I don’t like any of these rules very much in actual play, but not for game balance reasons. Sure, an insta-kill on 1 in 400 attacks adds wackiness and mitigates against PC survivability, and confirming crits only helps in bizarre corner cases where goblins crit on 100% of hits against dragons. The reason I don’t like them, though, is because they add anticlimax rolls.

In the “crit to kill” variant: You crit! Roll another d20. On a 1-19: Oh well, at least I got a crit. With the confirming a crit rule: I rolled a 20, but failed on the confirmation roll! Oh well, my crit didn’t happen.

4e’s solution was to have a crit always do max damage, and then throw some extra damage dice into the mix.
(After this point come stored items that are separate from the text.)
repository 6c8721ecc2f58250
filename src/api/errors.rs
use axum::http::{header, HeaderValue, StatusCode};
use axum::response::{IntoResponse, Response};
use axum::Json;
use serde::Serialize;

#[derive(Debug, Serialize)]
struct ErrorResponse {
    status: u16,
    detail: String,
}

#[derive(Debug)]
pub(crate) enum ApiError {
    Unauthorized(&'static str),
    Forbidden(&'static str),
    BadRequest(String),
    NotFound(String),
    Conflict(String),
    Internal(String),
}

impl ApiError {
    /// Log the underlying error with context and return an `Internal` variant.
    pub(crate) fn internal(err: impl std::fmt::Display, context: &str) -> Self {
        tracing::error!(error = %err, "{context}");
        Self::Internal(context.to_string())
    }
}

impl IntoResponse for ApiError {
    fn into_response(self) -> Response {
        match self {
            ApiError::Unauthorized(message) => {
                let status = StatusCode::UNAUTHORIZED;
                let mut response = (
                    status,
                    Json(ErrorResponse { status: status.as_u16(), detail: message.to_string() }),
                )
                    .into_response();
                response
                    .headers_mut()
                    .insert(header::WWW_AUTHENTICATE, HeaderValue::from_static("Bearer"));
                response
            }
            ApiError::Forbidden(message) => {
                let status = StatusCode::FORBIDDEN;
                (
                    status,
                    Json(ErrorResponse { status: status.as_u16(), detail: message.to_string() }),
                )
                    .into_response()
            }
            ApiError::BadRequest(message) => {
                let status = StatusCode::BAD_REQUEST;
                (status, Json(ErrorResponse { status: status.as_u16(), detail: message }))
                    .into_response()
            }
            ApiError::NotFound(message) => {
                let status = StatusCode::NOT_FOUND;
                (status, Json(ErrorResponse { status: status.as_u16(), detail: message }))
                    .into_response()
            }
            ApiError::Conflict(message) => {
                let status = StatusCode::CONFLICT;
                (status, Json(ErrorResponse { status: status.as_u16(), detail: message }))
                    .into_response()
            }
            ApiError::Internal(message) => {
                tracing::error!(error = %message, "Internal server error");
                let status = StatusCode::INTERNAL_SERVER_ERROR;
                (status, Json(ErrorResponse { status: status.as_u16(), detail: message }))
                    .into_response()
            }
        }
    }
}
pub(crate) mod assignments;
pub(crate) mod courses;
pub(crate) mod enrollments;
pub(crate) mod lessons;
pub(crate) mod submissions;
pub(crate) mod users;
That was not a bad solution: the extra dice always felt like bonus damage, even if you rolled poorly.

I COULD imagine bringing back the “crit to kill” rule in a modified form.

Recently, I’ve experimented with rolling d20s (and even d100s!) for special-effect damage. It’s fun! In my proposed variant, when you roll a crit, you don’t double or max your damage; you throw in a d20 along with all your other damage dice. If that die rolls a 20, you insta-kill. Otherwise, it just adds its damage to your hit (an average of 10 extra damage).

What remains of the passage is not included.